§ **SOURCE INFORMATION**:
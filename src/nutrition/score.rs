//! Daily adherence score.
//!
//! Compares actual calorie intake to the computed target on an asymmetric
//! curve: proximity to the target is rewarded, moderate undereating decays
//! gently, overshoot beyond 20% decays steeply.

use serde::Serialize;

use crate::error::EngineError;

/// Below this intake/target ratio the gentle under-eating slope applies.
const UNDER_KNEE: f64 = 0.8;
/// At and above this ratio the steep overshoot slope applies.
const OVER_KNEE: f64 = 1.2;
const UNDER_SLOPE: f64 = 125.0;
const OVER_SLOPE: f64 = 150.0;

/// Adherence score in [0, 100].
///
/// Returns 0 when nothing was logged. The ratio-1.2 boundary belongs to the
/// overshoot branch, so eating exactly 120% of target still scores 100 before
/// the steep decay starts.
pub fn score(total_calories: f64, target_calories: i32) -> Result<u8, EngineError> {
    if target_calories <= 0 {
        return Err(EngineError::InvalidArgument(
            "target_calories must be positive",
        ));
    }
    if total_calories <= 0.0 {
        return Ok(0);
    }

    let ratio = total_calories / f64::from(target_calories);
    let raw = if ratio < UNDER_KNEE {
        ratio * UNDER_SLOPE
    } else if ratio >= OVER_KNEE {
        100.0 - (ratio - OVER_KNEE) * OVER_SLOPE
    } else {
        100.0 - (1.0 - ratio).abs() * 100.0
    };

    Ok(raw.clamp(0.0, 100.0).round() as u8)
}

/// Presentation badge for a score.
#[derive(Debug, Clone, Copy, PartialEq, Eq, Serialize)]
pub enum Badge {
    #[serde(rename = "Excellent")]
    Excellent,
    #[serde(rename = "Très bien")]
    TresBien,
    #[serde(rename = "Bien")]
    Bien,
    #[serde(rename = "À améliorer")]
    AAmeliorer,
}

impl Badge {
    pub fn for_score(score: u8) -> Self {
        match score {
            90..=u8::MAX => Badge::Excellent,
            80..=89 => Badge::TresBien,
            60..=79 => Badge::Bien,
            _ => Badge::AAmeliorer,
        }
    }

    pub fn label(self) -> &'static str {
        match self {
            Badge::Excellent => "Excellent",
            Badge::TresBien => "Très bien",
            Badge::Bien => "Bien",
            Badge::AAmeliorer => "À améliorer",
        }
    }
}

#[cfg(test)]
mod tests {
    use super::*;

    #[test]
    fn pinned_scores() {
        assert_eq!(score(0.0, 2000), Ok(0));
        assert_eq!(score(2000.0, 2000), Ok(100));
        // ratio 1.2 sits on the overshoot branch: 100 - 0 * 150
        assert_eq!(score(2400.0, 2000), Ok(100));
        // ratio 1.5: 100 - 0.3 * 150 = 55
        assert_eq!(score(3000.0, 2000), Ok(55));
        // ratio 0.5: 0.5 * 125 = 62.5 -> 63 (round half away from zero)
        assert_eq!(score(1000.0, 2000), Ok(63));
    }

    #[test]
    fn near_target_band_uses_distance() {
        // ratio 0.9 -> 100 - 10 = 90
        assert_eq!(score(1800.0, 2000), Ok(90));
        // ratio 1.1 -> 100 - 10 = 90
        assert_eq!(score(2200.0, 2000), Ok(90));
    }

    #[test]
    fn large_overshoot_clamps_to_zero() {
        // ratio 2.0: 100 - 0.8 * 150 = -20 -> 0
        assert_eq!(score(4000.0, 2000), Ok(0));
        assert_eq!(score(10_000.0, 2000), Ok(0));
    }

    #[test]
    fn negative_intake_scores_zero() {
        assert_eq!(score(-100.0, 2000), Ok(0));
    }

    #[test]
    fn non_positive_target_is_rejected() {
        assert_eq!(
            score(1800.0, 0),
            Err(EngineError::InvalidArgument("target_calories must be positive"))
        );
        assert!(score(1800.0, -2000).is_err());
    }

    #[test]
    fn badge_thresholds() {
        assert_eq!(Badge::for_score(100), Badge::Excellent);
        assert_eq!(Badge::for_score(90), Badge::Excellent);
        assert_eq!(Badge::for_score(89), Badge::TresBien);
        assert_eq!(Badge::for_score(80), Badge::TresBien);
        assert_eq!(Badge::for_score(79), Badge::Bien);
        assert_eq!(Badge::for_score(60), Badge::Bien);
        assert_eq!(Badge::for_score(59), Badge::AAmeliorer);
        assert_eq!(Badge::for_score(0), Badge::AAmeliorer);
    }

    #[test]
    fn window_totals_reproduce_direct_badges() {
        use crate::meals::repo_types::{MealNutrition, MealRecord};
        use crate::nutrition::aggregate::totals_for_window;
        use time::macros::{date, datetime};
        use uuid::Uuid;

        let meal = MealRecord {
            id: Uuid::new_v4(),
            user_id: Uuid::new_v4(),
            name: "plat du jour".to_string(),
            nutrition: MealNutrition {
                calories: 900.0,
                protein_g: 50.0,
                fat_g: 30.0,
                carbs_g: 95.0,
            },
            ingredients: Vec::new(),
            completions: vec![
                datetime!(2026-08-05 12:00 UTC),
                datetime!(2026-08-05 19:00 UTC),
                datetime!(2026-08-06 12:30 UTC),
            ],
        };
        let target = 2000;
        let days = totals_for_window(&[meal], date!(2026 - 08 - 06), 3).expect("window");

        // 2026-08-05 holds two completions: 1800/2000 -> 90 -> Excellent
        let busy = &days[1];
        assert_eq!(busy.calories, 1800.0);
        let s = score(busy.calories, target).expect("score");
        assert_eq!(s, 90);
        assert_eq!(Badge::for_score(s), Badge::Excellent);
        // the empty day scores 0 -> À améliorer
        let empty = &days[0];
        assert_eq!(score(empty.calories, target), Ok(0));
        assert_eq!(Badge::for_score(0), Badge::AAmeliorer);
    }

    #[test]
    fn badge_serializes_as_label() {
        let json = serde_json::to_string(&Badge::AAmeliorer).expect("serialize badge");
        assert_eq!(json, "\"À améliorer\"");
        assert_eq!(Badge::TresBien.label(), "Très bien");
    }
}
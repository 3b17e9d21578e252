use axum::{
    extract::{Query, State},
    http::StatusCode,
    routing::get,
    Json, Router,
};
use time::OffsetDateTime;
use tracing::{error, instrument};

use crate::ident::UserId;
use crate::meals::repo as meals_repo;
use crate::nutrition::aggregate::totals_for_window;
use crate::nutrition::dto::{
    DaySummary, LogEntry, LogParams, SummaryParams, SummaryResponse, TargetsResponse,
};
use crate::nutrition::score::score;
use crate::nutrition::targets;
use crate::profile::repo::UserProfile;
use crate::state::AppState;

/// Longest chartable window.
const MAX_WINDOW_DAYS: u32 = 90;

pub fn nutrition_routes() -> Router<AppState> {
    Router::new()
        .route("/nutrition/targets", get(get_targets))
        .route("/nutrition/summary", get(get_summary))
        .route("/nutrition/log", get(get_log))
}

#[instrument(skip(state))]
pub async fn get_targets(
    State(state): State<AppState>,
    UserId(user_id): UserId,
) -> Result<Json<TargetsResponse>, (StatusCode, String)> {
    let (daily, per_meal) = caller_targets(&state, user_id).await?;
    let daily_macros = targets::macros_for_calories(daily).map_err(engine)?;
    let per_meal_macros = targets::macros_for_calories(per_meal).map_err(engine)?;
    Ok(Json(TargetsResponse {
        daily_calories: daily,
        calories_per_meal: per_meal,
        daily_macros,
        per_meal_macros,
    }))
}

/// GET /nutrition/summary?days=N — per-day totals and scores for the window
/// ending today, recomputed from the completion history on every call.
#[instrument(skip(state))]
pub async fn get_summary(
    State(state): State<AppState>,
    UserId(user_id): UserId,
    Query(params): Query<SummaryParams>,
) -> Result<Json<SummaryResponse>, (StatusCode, String)> {
    let (daily, _) = caller_targets(&state, user_id).await?;

    let meals = meals_repo::list_with_completions(&state.db, user_id)
        .await
        .map_err(internal)?;
    let today = OffsetDateTime::now_utc().date();
    let window = totals_for_window(&meals, today, params.days.min(MAX_WINDOW_DAYS))
        .map_err(engine)?;

    let days = window
        .iter()
        .map(|totals| {
            score(totals.calories, daily).map(|s| DaySummary::from_totals(totals, s))
        })
        .collect::<Result<Vec<_>, _>>()
        .map_err(engine)?;

    Ok(Json(SummaryResponse {
        target_calories: daily,
        days,
    }))
}

/// GET /nutrition/log — snapshots as persisted at validation time, newest
/// first. Unlike the summary, this is what was actually written, target
/// included.
#[instrument(skip(state))]
pub async fn get_log(
    State(state): State<AppState>,
    UserId(user_id): UserId,
    Query(params): Query<LogParams>,
) -> Result<Json<Vec<LogEntry>>, (StatusCode, String)> {
    let rows = state
        .nutrition_log
        .list_recent(user_id, params.limit.clamp(1, 365))
        .await
        .map_err(internal)?;
    Ok(Json(rows.into_iter().map(LogEntry::from).collect()))
}

async fn caller_targets(
    state: &AppState,
    user_id: uuid::Uuid,
) -> Result<(i32, i32), (StatusCode, String)> {
    let profile = UserProfile::get(&state.db, user_id)
        .await
        .map_err(internal)?
        .ok_or((StatusCode::NOT_FOUND, "Profile not found".to_string()))?;

    let daily = targets::daily_calories(
        profile.weight_kg,
        profile.height_cm,
        profile.workouts_per_week,
        profile.calorie_threshold_percent,
    )
    .map_err(engine)?;
    let per_meal = targets::calories_per_meal(daily, profile.meals_per_day).map_err(engine)?;
    Ok((daily, per_meal))
}

fn engine(e: crate::error::EngineError) -> (StatusCode, String) {
    e.into()
}

fn internal(e: anyhow::Error) -> (StatusCode, String) {
    error!(error = %e, "nutrition storage error");
    (StatusCode::INTERNAL_SERVER_ERROR, e.to_string())
}
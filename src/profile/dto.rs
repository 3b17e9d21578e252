use serde::{Deserialize, Serialize};
use time::OffsetDateTime;
use uuid::Uuid;

use crate::profile::repo::UserProfile;

/// Request body for creating or replacing the caller's profile.
#[derive(Debug, Deserialize)]
pub struct PutProfileRequest {
    pub weight_kg: f64,
    pub height_cm: f64,
    pub workouts_per_week: i32,
    #[serde(default)]
    pub calorie_threshold_percent: i32,
    pub meals_per_day: i32,
}

/// Profile as returned to the client.
#[derive(Debug, Serialize)]
pub struct ProfileResponse {
    pub user_id: Uuid,
    pub weight_kg: f64,
    pub height_cm: f64,
    pub workouts_per_week: i32,
    pub calorie_threshold_percent: i32,
    pub meals_per_day: i32,
    pub updated_at: OffsetDateTime,
}

impl From<UserProfile> for ProfileResponse {
    fn from(p: UserProfile) -> Self {
        Self {
            user_id: p.user_id,
            weight_kg: p.weight_kg,
            height_cm: p.height_cm,
            workouts_per_week: p.workouts_per_week,
            calorie_threshold_percent: p.calorie_threshold_percent,
            meals_per_day: p.meals_per_day,
            updated_at: p.updated_at,
        }
    }
}
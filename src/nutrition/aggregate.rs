//! Per-day aggregation of completed meals.
//!
//! A meal contributes its full nutrition once per completion, bucketed by the
//! calendar date of each completion timestamp. The output window always has
//! exactly `window_days` contiguous entries so charts never have holes.

use time::{Date, Duration};

use crate::error::EngineError;
use crate::meals::repo_types::MealRecord;

/// Totals for one calendar day. Derived, never persisted as-is.
#[derive(Debug, Clone, PartialEq)]
pub struct DailyTotals {
    pub date: Date,
    pub calories: f64,
    pub protein_g: f64,
    pub fat_g: f64,
    pub carbs_g: f64,
    pub meal_count: u32,
}

impl DailyTotals {
    fn zero(date: Date) -> Self {
        Self {
            date,
            calories: 0.0,
            protein_g: 0.0,
            fat_g: 0.0,
            carbs_g: 0.0,
            meal_count: 0,
        }
    }
}

/// Daily totals for the `window_days` days ending at `reference_date`
/// inclusive, oldest first.
///
/// Pure and re-derivable: same inputs, same output, inputs untouched. Meals
/// completed several times on one day count once per completion; days with no
/// completions yield explicit all-zero entries.
pub fn totals_for_window(
    meals: &[MealRecord],
    reference_date: Date,
    window_days: u32,
) -> Result<Vec<DailyTotals>, EngineError> {
    if window_days == 0 {
        return Err(EngineError::InvalidArgument("window_days must be positive"));
    }

    let mut days = Vec::with_capacity(window_days as usize);
    for offset in (0..window_days).rev() {
        let date = reference_date - Duration::days(i64::from(offset));
        let mut totals = DailyTotals::zero(date);

        for meal in meals {
            let count = meal
                .completions
                .iter()
                .filter(|at| at.date() == date)
                .count() as u32;
            if count == 0 {
                continue;
            }
            let scaled = meal.nutrition.scaled(f64::from(count));
            totals.calories += scaled.calories;
            totals.protein_g += scaled.protein_g;
            totals.fat_g += scaled.fat_g;
            totals.carbs_g += scaled.carbs_g;
            totals.meal_count += count;
        }
        days.push(totals);
    }
    Ok(days)
}
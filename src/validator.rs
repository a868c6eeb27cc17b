//! Validation of untrusted student records into model input.
//!
//! This is the only place raw request values are coerced to numbers.

use crate::error::ValidationError;
use crate::schema::{CategoryCodes, Feature, FeatureVector, FEATURE_COUNT};
use crate::types::RawValue;
use std::collections::HashMap;

/// Turns raw field maps into [`FeatureVector`]s in canonical order.
#[derive(Debug, Clone, Default)]
pub struct FeatureValidator {
    codes: CategoryCodes,
    strict: bool,
}

impl FeatureValidator {
    /// Create a validator using the training-time category table.
    pub fn new(codes: CategoryCodes) -> Self {
        Self {
            codes,
            strict: false,
        }
    }

    /// Reject unrecognised fields instead of ignoring them.
    pub fn strict(mut self, strict: bool) -> Self {
        self.strict = strict;
        self
    }

    pub fn is_strict(&self) -> bool {
        self.strict
    }

    /// Validate a raw record.
    ///
    /// Fields are checked in canonical order and the first failure is
    /// returned. The input map's iteration order never affects the result.
    pub fn validate(
        &self,
        raw: &HashMap<String, RawValue>,
    ) -> Result<FeatureVector, ValidationError> {
        let mut values = [0.0; FEATURE_COUNT];

        for feature in Feature::ALL {
            let value = raw
                .get(feature.name())
                .ok_or(ValidationError::MissingField(feature))?;
            values[feature.index()] = self.coerce(feature, value)?;
        }

        if self.strict {
            let unknown = raw
                .keys()
                .filter(|name| Feature::from_name(name).is_none())
                .min();
            if let Some(name) = unknown {
                return Err(ValidationError::UnknownField(name.clone()));
            }
        }

        Ok(FeatureVector::new(values))
    }

    fn coerce(&self, feature: Feature, raw: &RawValue) -> Result<f64, ValidationError> {
        let invalid = || ValidationError::InvalidFieldValue {
            field: feature,
            raw: raw.describe(),
        };

        let value = match raw {
            RawValue::Number(n) => *n,
            RawValue::Text(text) => {
                let text = text.trim();
                match text.parse::<f64>() {
                    Ok(n) => n,
                    Err(_) => self
                        .codes
                        .code(feature, text)
                        .map(f64::from)
                        .ok_or_else(invalid)?,
                }
            }
            RawValue::Other(_) => return Err(invalid()),
        };

        if !value.is_finite() {
            return Err(invalid());
        }

        if let Some(domain) = feature.domain() {
            if !domain.contains(value) {
                return Err(ValidationError::OutOfDomainValue {
                    field: feature,
                    value,
                    allowed: domain,
                });
            }
        }

        Ok(value)
    }
}

#[cfg(test)]
mod tests {
    use super::*;
    use crate::schema::Domain;

    fn sample_record() -> HashMap<String, RawValue> {
        [
            ("Age", RawValue::Number(17.0)),
            ("Gender", RawValue::Number(1.0)),
            ("Ethnicity", RawValue::Number(0.0)),
            ("ParentalEducation", RawValue::Number(2.0)),
            ("StudyTimeWeekly", RawValue::Number(10.5)),
            ("Absences", RawValue::Number(3.0)),
            ("Tutoring", RawValue::Number(0.0)),
            ("ParentalSupport", RawValue::Number(2.0)),
            ("Extracurricular", RawValue::Number(1.0)),
            ("Sports", RawValue::Number(0.0)),
            ("Music", RawValue::Number(0.0)),
            ("Volunteering", RawValue::Number(1.0)),
        ]
        .into_iter()
        .map(|(k, v)| (k.to_string(), v))
        .collect()
    }

    fn codes() -> CategoryCodes {
        CategoryCodes::from_raw(HashMap::from([(
            "Gender".to_string(),
            HashMap::from([("Male".to_string(), 0), ("Female".to_string(), 1)]),
        )]))
        .unwrap()
    }

    #[test]
    fn test_valid_record() {
        let validator = FeatureValidator::default();
        let vector = validator.validate(&sample_record()).unwrap();

        assert_eq!(vector.len(), FEATURE_COUNT);
        assert_eq!(
            vector.as_slice(),
            &[17.0, 1.0, 0.0, 2.0, 10.5, 3.0, 0.0, 2.0, 1.0, 0.0, 0.0, 1.0]
        );
    }

    #[test]
    fn test_missing_each_field() {
        let validator = FeatureValidator::default();

        for feature in Feature::ALL {
            let mut record = sample_record();
            record.remove(feature.name());
            assert_eq!(
                validator.validate(&record),
                Err(ValidationError::MissingField(feature))
            );
        }
    }

    #[test]
    fn test_numeric_strings() {
        let mut record = sample_record();
        record.insert("StudyTimeWeekly".into(), RawValue::Text(" 12.25 ".into()));
        record.insert("Gender".into(), RawValue::Text("0".into()));

        let vector = FeatureValidator::default().validate(&record).unwrap();
        assert_eq!(vector.get(Feature::StudyTimeWeekly), 12.25);
        assert_eq!(vector.get(Feature::Gender), 0.0);
    }

    #[test]
    fn test_rejects_non_numeric_and_non_finite() {
        let validator = FeatureValidator::default();

        for bad in ["ten", "NaN", "inf", "-Infinity", ""] {
            let mut record = sample_record();
            record.insert("Absences".into(), RawValue::Text(bad.into()));
            assert_eq!(
                validator.validate(&record),
                Err(ValidationError::InvalidFieldValue {
                    field: Feature::Absences,
                    raw: bad.to_string(),
                })
            );
        }

        let mut record = sample_record();
        record.insert("Age".into(), RawValue::Other(serde_json::Value::Bool(true)));
        assert!(matches!(
            validator.validate(&record),
            Err(ValidationError::InvalidFieldValue { field: Feature::Age, .. })
        ));

        let mut record = sample_record();
        record.insert("Age".into(), RawValue::Number(f64::NAN));
        assert!(matches!(
            validator.validate(&record),
            Err(ValidationError::InvalidFieldValue { field: Feature::Age, .. })
        ));
    }

    #[test]
    fn test_category_domains() {
        let validator = FeatureValidator::default();

        for feature in Feature::ALL.into_iter().filter(|f| f.is_categorical()) {
            let domain = feature.domain().unwrap();

            for code in [0.0, f64::from(domain.max)] {
                let mut record = sample_record();
                record.insert(feature.name().into(), RawValue::Number(code));
                assert!(validator.validate(&record).is_ok(), "{feature}={code}");
            }

            for bad in [-1.0, f64::from(domain.max) + 1.0, 0.5] {
                let mut record = sample_record();
                record.insert(feature.name().into(), RawValue::Number(bad));
                assert_eq!(
                    validator.validate(&record),
                    Err(ValidationError::OutOfDomainValue {
                        field: feature,
                        value: bad,
                        allowed: domain,
                    })
                );
            }
        }
    }

    #[test]
    fn test_continuous_fields_have_no_domain() {
        let mut record = sample_record();
        record.insert("ParentalEducation".into(), RawValue::Number(7.0));
        record.insert("Absences".into(), RawValue::Number(-2.0));

        assert!(FeatureValidator::default().validate(&record).is_ok());
    }

    #[test]
    fn test_category_labels() {
        let validator = FeatureValidator::new(codes());

        let mut record = sample_record();
        record.insert("Gender".into(), RawValue::Text("Male".into()));
        let vector = validator.validate(&record).unwrap();
        assert_eq!(vector.get(Feature::Gender), 0.0);

        record.insert("Gender".into(), RawValue::Text("male".into()));
        assert!(matches!(
            validator.validate(&record),
            Err(ValidationError::InvalidFieldValue { field: Feature::Gender, .. })
        ));

        // Labels only apply to category-coded fields
        record.insert("Gender".into(), RawValue::Number(1.0));
        record.insert("Age".into(), RawValue::Text("Male".into()));
        assert!(matches!(
            validator.validate(&record),
            Err(ValidationError::InvalidFieldValue { field: Feature::Age, .. })
        ));
    }

    #[test]
    fn test_extra_fields() {
        let mut record = sample_record();
        record.insert("StudentID".into(), RawValue::Number(1001.0));
        record.insert("GPA".into(), RawValue::Number(3.1));

        assert!(FeatureValidator::default().validate(&record).is_ok());
        assert_eq!(
            FeatureValidator::default().strict(true).validate(&record),
            Err(ValidationError::UnknownField("GPA".into()))
        );
    }

    #[test]
    fn test_first_failure_in_canonical_order() {
        let mut record = sample_record();
        record.remove("Volunteering");
        record.insert("Gender".into(), RawValue::Number(5.0));

        assert_eq!(
            FeatureValidator::default().validate(&record),
            Err(ValidationError::OutOfDomainValue {
                field: Feature::Gender,
                value: 5.0,
                allowed: Domain::BINARY,
            })
        );
    }
}
//! Prediction result data structures

use serde::{Deserialize, Serialize};
use std::fmt;

/// Bucketed academic grade predicted by the classifier
#[derive(Debug, Clone, Copy, PartialEq, Eq, Hash, Serialize, Deserialize)]
pub enum GradeClass {
    A,
    B,
    C,
    D,
    F,
}

impl GradeClass {
    /// Every label the classifier may emit, by code.
    pub const ALL: [GradeClass; 5] = [
        GradeClass::A,
        GradeClass::B,
        GradeClass::C,
        GradeClass::D,
        GradeClass::F,
    ];

    /// Integer code used in training data and responses.
    pub fn code(self) -> u8 {
        self as u8
    }

    pub fn from_code(code: i64) -> Option<Self> {
        usize::try_from(code)
            .ok()
            .and_then(|i| GradeClass::ALL.get(i).copied())
    }

    pub fn letter(self) -> char {
        match self {
            GradeClass::A => 'A',
            GradeClass::B => 'B',
            GradeClass::C => 'C',
            GradeClass::D => 'D',
            GradeClass::F => 'F',
        }
    }
}

impl fmt::Display for GradeClass {
    fn fmt(&self, f: &mut fmt::Formatter<'_>) -> fmt::Result {
        write!(f, "{} ({})", self.code(), self.letter())
    }
}

/// Typed outcome of one prediction; exactly one variant per request
#[derive(Debug, Clone, Copy, PartialEq)]
pub enum PredictionResult {
    /// Raw regression output, not clamped to any GPA range
    Gpa(f64),
    GradeClass(GradeClass),
}

/// Wire shape of a successful prediction
#[derive(Debug, Clone, PartialEq, Serialize, Deserialize)]
#[serde(untagged)]
pub enum PredictionResponse {
    Gpa { predicted_gpa: f64 },
    GradeClass { predicted_gradeclass: u8 },
}

impl From<PredictionResult> for PredictionResponse {
    fn from(result: PredictionResult) -> Self {
        match result {
            PredictionResult::Gpa(gpa) => PredictionResponse::Gpa { predicted_gpa: gpa },
            PredictionResult::GradeClass(class) => PredictionResponse::GradeClass {
                predicted_gradeclass: class.code(),
            },
        }
    }
}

§ **TASK PROMPT**: Copy out each line of the listing where the string "allowed" appears.

§ **ANSWER SPACE**:
                    allowed: domain,
                        allowed: domain,
                allowed: Domain::BINARY,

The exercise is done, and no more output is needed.